## [ASSIGNED TASK]
The lines to find are those in the entries that hold the word "returning"; copy every one of them.

## [AVAILABLE RECORDS]
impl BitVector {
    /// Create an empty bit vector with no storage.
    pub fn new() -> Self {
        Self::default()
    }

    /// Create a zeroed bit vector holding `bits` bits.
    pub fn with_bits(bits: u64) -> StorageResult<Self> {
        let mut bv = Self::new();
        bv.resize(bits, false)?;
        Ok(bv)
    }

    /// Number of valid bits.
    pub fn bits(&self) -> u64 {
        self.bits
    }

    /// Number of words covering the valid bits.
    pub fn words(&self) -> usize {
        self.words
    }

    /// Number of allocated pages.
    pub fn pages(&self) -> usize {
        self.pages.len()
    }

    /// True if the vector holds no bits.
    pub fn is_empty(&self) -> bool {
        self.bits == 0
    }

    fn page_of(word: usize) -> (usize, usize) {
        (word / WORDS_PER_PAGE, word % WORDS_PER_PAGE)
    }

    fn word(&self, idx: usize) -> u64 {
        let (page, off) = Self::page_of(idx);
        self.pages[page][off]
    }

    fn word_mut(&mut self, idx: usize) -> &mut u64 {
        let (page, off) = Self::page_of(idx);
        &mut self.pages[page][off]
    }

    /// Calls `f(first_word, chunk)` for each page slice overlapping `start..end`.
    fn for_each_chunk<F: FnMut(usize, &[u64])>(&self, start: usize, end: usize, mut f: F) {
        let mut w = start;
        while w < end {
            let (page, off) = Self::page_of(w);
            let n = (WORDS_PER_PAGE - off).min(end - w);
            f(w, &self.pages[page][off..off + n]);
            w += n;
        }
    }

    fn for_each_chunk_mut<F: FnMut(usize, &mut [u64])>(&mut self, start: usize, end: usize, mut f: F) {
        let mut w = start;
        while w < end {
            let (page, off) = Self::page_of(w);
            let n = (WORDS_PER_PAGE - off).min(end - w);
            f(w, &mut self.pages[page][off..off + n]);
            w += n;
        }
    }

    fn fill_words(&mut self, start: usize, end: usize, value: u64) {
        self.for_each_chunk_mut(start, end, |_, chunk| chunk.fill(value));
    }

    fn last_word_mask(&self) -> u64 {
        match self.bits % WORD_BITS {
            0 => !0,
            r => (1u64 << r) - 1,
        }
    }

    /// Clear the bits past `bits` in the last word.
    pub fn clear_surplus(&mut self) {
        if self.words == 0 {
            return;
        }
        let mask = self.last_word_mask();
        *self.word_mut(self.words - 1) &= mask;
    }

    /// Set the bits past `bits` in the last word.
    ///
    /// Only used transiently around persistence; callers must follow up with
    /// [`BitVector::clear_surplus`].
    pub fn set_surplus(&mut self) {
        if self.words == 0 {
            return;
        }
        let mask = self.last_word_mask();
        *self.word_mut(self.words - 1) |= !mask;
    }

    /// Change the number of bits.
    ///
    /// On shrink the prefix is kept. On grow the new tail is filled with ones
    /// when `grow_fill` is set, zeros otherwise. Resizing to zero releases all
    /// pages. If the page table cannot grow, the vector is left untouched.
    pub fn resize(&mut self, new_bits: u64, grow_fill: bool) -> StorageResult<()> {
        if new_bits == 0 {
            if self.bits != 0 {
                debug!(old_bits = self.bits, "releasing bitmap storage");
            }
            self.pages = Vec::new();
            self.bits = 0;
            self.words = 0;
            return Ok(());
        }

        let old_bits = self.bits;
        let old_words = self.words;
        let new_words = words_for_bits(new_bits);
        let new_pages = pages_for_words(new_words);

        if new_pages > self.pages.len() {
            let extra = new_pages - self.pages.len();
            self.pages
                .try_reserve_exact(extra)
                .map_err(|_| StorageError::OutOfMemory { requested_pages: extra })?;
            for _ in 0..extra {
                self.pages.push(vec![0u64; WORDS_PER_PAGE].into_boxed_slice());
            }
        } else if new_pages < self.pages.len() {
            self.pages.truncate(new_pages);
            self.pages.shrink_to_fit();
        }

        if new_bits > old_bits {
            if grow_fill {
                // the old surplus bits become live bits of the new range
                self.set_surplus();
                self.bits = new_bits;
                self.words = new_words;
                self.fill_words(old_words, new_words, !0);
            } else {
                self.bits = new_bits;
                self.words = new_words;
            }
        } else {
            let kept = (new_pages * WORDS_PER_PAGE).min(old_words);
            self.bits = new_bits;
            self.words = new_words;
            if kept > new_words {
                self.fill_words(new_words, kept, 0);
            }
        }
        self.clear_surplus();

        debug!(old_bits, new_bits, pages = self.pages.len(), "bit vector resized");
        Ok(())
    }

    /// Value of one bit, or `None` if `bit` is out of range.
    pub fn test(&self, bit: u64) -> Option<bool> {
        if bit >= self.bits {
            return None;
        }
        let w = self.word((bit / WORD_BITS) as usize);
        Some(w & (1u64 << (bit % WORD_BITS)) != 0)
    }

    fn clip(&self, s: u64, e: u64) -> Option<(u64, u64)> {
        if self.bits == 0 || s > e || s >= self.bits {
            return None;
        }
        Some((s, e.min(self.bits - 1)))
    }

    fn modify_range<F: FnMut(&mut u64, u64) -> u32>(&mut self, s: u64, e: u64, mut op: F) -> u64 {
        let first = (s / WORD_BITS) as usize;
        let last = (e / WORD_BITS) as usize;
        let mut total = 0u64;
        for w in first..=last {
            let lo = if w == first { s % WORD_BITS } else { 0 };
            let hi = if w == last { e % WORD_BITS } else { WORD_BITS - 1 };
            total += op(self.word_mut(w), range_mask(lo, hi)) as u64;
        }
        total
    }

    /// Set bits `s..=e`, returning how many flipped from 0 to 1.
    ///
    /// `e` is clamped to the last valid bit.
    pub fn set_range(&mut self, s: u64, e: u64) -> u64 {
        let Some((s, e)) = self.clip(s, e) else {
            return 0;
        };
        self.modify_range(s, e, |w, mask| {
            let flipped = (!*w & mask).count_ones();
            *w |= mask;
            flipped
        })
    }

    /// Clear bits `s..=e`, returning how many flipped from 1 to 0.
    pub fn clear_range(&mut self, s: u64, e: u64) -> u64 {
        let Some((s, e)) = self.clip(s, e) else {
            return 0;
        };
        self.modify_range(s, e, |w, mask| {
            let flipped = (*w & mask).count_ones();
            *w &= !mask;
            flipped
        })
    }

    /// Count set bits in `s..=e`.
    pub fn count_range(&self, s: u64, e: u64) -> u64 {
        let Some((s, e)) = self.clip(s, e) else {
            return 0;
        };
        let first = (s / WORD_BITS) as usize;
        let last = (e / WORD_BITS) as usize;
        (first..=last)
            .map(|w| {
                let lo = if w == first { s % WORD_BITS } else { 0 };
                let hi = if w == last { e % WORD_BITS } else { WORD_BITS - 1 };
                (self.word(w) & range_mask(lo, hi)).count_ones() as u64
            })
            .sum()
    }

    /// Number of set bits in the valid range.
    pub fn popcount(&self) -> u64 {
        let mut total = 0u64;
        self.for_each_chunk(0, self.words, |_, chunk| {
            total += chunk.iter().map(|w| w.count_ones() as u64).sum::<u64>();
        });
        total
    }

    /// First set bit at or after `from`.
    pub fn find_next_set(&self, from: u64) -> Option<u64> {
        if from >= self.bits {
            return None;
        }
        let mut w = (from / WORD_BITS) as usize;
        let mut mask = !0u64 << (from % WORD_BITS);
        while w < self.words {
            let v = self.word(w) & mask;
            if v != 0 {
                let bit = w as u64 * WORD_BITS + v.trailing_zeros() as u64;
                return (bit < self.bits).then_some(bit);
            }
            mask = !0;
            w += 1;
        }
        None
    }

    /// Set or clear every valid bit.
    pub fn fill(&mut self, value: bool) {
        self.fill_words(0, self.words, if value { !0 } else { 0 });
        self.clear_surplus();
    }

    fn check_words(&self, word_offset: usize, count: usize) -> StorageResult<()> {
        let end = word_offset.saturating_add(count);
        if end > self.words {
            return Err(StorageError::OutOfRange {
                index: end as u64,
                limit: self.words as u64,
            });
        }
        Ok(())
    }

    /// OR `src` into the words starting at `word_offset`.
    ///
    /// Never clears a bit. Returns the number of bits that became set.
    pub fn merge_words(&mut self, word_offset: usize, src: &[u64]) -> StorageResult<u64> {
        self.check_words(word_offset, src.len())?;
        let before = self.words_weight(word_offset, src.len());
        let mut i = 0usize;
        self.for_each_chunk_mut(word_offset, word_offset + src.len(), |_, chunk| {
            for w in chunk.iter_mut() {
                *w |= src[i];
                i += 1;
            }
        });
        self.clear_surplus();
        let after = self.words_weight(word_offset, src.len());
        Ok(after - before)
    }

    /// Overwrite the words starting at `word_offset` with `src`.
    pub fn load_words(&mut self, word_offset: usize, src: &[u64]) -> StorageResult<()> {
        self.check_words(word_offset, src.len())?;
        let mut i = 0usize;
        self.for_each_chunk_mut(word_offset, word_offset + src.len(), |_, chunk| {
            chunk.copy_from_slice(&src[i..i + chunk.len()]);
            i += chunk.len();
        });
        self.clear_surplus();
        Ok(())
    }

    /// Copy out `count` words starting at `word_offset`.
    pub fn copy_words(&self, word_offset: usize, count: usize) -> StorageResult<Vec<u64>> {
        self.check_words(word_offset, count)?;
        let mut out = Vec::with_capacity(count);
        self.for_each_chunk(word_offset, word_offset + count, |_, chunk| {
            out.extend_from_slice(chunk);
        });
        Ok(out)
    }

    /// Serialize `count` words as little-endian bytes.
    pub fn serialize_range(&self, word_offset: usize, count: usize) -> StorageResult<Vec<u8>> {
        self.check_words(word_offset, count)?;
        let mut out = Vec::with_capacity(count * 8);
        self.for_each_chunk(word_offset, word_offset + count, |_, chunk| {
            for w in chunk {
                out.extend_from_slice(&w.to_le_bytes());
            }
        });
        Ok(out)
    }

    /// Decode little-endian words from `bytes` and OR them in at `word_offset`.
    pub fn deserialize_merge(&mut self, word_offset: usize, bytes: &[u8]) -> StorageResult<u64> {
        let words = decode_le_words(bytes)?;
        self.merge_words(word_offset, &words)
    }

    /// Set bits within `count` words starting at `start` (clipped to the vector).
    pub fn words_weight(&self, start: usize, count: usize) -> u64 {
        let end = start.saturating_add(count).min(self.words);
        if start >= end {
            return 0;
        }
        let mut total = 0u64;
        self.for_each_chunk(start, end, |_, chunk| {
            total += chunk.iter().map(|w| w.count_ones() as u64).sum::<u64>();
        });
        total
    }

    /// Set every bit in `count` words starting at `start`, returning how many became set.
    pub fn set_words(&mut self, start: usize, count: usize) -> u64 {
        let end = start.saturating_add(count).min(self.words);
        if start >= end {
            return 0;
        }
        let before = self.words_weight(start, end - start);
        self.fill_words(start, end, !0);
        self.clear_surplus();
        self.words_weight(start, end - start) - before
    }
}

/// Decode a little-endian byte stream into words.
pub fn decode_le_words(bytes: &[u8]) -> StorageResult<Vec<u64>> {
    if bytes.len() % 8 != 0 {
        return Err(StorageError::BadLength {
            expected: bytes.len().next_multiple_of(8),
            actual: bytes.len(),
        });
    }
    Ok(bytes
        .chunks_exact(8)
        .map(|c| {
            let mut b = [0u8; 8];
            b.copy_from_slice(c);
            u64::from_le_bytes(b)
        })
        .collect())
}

* * *

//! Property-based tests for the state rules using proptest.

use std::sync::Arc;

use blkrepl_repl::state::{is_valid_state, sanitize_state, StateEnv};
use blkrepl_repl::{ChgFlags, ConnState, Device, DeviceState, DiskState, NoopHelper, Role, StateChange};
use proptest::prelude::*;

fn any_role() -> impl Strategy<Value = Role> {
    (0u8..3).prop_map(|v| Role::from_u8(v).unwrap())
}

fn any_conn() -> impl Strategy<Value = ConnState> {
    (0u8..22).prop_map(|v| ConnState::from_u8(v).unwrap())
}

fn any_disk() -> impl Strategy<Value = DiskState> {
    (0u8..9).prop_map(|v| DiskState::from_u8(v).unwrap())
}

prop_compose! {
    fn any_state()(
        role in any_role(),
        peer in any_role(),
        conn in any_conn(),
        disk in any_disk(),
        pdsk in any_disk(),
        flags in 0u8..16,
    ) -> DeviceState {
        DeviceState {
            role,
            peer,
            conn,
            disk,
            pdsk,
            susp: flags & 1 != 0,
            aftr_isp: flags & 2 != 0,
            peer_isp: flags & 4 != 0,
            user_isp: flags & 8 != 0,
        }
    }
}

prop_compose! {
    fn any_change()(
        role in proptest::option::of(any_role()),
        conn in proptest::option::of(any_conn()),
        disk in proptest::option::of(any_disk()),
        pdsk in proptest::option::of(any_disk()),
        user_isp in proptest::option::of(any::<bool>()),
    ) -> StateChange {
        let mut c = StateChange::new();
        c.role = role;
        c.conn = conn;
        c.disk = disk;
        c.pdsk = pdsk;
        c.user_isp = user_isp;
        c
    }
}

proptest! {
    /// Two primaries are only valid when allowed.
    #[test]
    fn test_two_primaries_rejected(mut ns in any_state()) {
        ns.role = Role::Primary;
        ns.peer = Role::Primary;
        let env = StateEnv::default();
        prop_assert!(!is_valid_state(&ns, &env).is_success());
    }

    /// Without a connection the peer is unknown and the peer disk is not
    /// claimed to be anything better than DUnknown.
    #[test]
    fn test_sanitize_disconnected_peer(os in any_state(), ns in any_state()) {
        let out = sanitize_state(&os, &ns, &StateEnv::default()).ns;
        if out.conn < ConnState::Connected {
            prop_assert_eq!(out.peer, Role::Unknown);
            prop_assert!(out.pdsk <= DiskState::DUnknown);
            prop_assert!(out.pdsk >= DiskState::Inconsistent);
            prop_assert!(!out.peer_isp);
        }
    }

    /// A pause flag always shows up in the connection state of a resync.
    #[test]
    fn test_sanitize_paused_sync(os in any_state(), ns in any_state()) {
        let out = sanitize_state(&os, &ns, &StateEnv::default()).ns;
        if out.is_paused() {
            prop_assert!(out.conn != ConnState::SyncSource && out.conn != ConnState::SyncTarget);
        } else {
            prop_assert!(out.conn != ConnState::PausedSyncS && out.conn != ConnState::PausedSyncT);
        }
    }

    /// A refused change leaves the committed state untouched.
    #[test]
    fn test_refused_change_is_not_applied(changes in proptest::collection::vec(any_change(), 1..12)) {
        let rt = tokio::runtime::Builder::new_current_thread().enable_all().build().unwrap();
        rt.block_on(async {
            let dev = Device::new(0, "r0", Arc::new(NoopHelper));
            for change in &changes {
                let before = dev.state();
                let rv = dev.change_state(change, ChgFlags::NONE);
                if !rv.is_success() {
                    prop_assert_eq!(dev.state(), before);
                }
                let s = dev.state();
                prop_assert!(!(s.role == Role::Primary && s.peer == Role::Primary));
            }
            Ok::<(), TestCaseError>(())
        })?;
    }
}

## [THE ANSWER]
    /// Set bits `s..=e`, returning how many flipped from 0 to 1.
    /// Clear bits `s..=e`, returning how many flipped from 1 to 0.
    /// Set every bit in `count` words starting at `start`, returning how many became set.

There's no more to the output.